— Problem details —
Scan the records for lines with the word "PartialEq", and copy every such line.

— Material provided —
···

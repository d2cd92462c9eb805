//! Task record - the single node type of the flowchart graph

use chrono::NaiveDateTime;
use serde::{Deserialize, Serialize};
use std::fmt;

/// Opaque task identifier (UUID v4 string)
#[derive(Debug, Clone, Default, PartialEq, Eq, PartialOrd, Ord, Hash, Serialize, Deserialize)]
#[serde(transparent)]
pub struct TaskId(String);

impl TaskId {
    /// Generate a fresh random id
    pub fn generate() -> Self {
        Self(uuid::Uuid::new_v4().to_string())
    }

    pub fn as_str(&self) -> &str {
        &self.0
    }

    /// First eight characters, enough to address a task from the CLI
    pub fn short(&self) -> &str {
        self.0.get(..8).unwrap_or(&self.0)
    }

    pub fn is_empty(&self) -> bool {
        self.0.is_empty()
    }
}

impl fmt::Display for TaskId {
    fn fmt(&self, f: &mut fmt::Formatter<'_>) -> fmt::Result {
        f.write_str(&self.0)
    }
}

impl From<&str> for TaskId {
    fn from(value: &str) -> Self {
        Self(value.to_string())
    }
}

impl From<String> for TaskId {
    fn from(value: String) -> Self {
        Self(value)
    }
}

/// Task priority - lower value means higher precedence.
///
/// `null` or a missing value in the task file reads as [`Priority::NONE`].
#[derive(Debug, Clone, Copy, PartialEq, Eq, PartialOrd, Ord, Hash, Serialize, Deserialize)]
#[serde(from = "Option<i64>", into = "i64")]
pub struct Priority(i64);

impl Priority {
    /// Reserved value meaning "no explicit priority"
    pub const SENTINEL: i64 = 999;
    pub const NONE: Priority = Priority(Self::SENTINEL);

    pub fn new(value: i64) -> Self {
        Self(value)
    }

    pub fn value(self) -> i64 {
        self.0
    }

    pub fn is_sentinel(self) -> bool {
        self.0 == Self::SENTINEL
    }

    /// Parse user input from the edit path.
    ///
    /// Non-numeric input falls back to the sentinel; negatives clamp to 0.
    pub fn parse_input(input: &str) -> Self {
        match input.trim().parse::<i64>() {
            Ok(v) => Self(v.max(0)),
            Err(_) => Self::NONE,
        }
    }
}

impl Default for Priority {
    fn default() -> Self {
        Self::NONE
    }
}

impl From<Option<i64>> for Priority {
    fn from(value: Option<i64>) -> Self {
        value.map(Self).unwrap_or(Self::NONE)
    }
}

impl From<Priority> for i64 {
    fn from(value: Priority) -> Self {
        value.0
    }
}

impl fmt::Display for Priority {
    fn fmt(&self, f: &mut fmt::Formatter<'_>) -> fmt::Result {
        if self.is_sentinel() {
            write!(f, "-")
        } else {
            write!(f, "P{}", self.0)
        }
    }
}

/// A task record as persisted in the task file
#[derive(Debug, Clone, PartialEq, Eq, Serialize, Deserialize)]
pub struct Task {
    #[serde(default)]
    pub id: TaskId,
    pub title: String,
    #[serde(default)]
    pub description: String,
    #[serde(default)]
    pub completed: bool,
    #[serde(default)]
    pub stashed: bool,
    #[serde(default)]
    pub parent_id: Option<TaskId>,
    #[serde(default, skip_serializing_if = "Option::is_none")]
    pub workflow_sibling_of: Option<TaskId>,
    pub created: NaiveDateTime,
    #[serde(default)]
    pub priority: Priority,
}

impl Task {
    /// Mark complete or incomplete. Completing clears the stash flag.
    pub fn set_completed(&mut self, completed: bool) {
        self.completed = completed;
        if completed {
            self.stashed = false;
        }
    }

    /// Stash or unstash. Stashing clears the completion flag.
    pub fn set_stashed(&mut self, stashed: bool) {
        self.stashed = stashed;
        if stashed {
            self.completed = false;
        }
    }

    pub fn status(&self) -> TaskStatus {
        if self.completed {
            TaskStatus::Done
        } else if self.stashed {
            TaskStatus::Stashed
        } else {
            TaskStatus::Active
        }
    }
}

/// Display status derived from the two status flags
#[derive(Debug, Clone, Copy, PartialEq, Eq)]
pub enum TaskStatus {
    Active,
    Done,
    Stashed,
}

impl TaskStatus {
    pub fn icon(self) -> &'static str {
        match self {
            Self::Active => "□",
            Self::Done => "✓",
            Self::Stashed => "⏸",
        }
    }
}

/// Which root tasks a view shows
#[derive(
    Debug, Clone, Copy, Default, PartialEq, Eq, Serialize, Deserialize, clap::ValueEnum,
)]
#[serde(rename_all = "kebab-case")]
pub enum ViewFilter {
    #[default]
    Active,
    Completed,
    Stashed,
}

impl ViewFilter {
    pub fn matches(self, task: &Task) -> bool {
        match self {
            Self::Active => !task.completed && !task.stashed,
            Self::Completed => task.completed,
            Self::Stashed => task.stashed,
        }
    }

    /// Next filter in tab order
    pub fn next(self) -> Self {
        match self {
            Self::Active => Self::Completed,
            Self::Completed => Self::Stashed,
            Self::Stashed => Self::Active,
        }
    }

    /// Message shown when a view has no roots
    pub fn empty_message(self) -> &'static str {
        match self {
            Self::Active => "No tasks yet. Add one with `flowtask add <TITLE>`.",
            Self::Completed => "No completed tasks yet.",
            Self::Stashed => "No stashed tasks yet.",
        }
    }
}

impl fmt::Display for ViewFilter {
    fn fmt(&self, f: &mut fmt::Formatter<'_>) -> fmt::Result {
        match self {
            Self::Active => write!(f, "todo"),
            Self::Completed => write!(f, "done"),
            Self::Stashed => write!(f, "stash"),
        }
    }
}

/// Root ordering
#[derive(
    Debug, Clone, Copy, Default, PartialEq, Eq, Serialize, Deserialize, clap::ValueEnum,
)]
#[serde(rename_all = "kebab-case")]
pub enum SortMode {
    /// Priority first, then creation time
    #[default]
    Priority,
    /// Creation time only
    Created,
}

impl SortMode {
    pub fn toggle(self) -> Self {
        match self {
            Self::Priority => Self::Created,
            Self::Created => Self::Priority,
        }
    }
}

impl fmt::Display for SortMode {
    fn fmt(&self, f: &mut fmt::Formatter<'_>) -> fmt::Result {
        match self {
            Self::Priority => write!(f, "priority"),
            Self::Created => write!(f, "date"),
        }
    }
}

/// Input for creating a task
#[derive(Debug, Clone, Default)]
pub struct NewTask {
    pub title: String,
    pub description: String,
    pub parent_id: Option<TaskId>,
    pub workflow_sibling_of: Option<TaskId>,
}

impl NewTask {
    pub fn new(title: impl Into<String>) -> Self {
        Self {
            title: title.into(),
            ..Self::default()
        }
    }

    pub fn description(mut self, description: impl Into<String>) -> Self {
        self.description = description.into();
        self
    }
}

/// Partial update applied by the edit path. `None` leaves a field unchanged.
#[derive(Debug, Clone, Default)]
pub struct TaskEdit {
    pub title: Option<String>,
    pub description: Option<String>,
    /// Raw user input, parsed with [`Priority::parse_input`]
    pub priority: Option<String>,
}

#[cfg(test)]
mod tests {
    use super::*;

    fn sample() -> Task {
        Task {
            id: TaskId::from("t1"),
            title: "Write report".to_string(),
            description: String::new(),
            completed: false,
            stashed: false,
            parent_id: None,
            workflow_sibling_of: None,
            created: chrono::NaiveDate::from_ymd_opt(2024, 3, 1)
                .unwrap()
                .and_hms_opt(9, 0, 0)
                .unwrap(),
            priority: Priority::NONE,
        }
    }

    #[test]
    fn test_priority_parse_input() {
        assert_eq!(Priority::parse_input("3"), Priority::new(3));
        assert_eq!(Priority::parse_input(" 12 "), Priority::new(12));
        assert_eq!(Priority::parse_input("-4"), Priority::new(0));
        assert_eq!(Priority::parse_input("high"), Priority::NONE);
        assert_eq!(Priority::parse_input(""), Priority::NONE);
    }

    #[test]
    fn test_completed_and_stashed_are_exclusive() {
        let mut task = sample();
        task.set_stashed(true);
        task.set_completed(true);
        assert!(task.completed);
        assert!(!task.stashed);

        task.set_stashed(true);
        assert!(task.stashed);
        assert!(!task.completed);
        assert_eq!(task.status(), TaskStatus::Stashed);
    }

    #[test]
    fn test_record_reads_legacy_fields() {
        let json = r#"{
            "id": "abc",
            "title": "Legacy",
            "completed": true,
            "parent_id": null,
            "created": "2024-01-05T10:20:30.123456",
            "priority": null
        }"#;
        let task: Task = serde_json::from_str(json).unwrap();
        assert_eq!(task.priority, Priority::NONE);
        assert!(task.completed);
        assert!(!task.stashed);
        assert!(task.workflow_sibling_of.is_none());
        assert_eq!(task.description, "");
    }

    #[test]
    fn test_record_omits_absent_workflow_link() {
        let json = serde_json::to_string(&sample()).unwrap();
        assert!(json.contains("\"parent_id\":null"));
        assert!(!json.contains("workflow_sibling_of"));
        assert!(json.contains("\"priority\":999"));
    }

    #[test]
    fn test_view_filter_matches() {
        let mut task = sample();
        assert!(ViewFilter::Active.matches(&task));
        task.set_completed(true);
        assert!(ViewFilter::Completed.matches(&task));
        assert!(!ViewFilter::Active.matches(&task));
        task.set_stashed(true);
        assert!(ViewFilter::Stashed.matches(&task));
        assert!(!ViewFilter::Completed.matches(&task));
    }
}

···

— Answer to this problem —
#[derive(Debug, Clone, Default, PartialEq, Eq, PartialOrd, Ord, Hash, Serialize, Deserialize)]
#[derive(Debug, Clone, Copy, PartialEq, Eq, PartialOrd, Ord, Hash, Serialize, Deserialize)]
#[derive(Debug, Clone, PartialEq, Eq, Serialize, Deserialize)]
#[derive(Debug, Clone, Copy, PartialEq, Eq)]
    Debug, Clone, Copy, Default, PartialEq, Eq, Serialize, Deserialize, clap::ValueEnum,
    Debug, Clone, Copy, Default, PartialEq, Eq, Serialize, Deserialize, clap::ValueEnum,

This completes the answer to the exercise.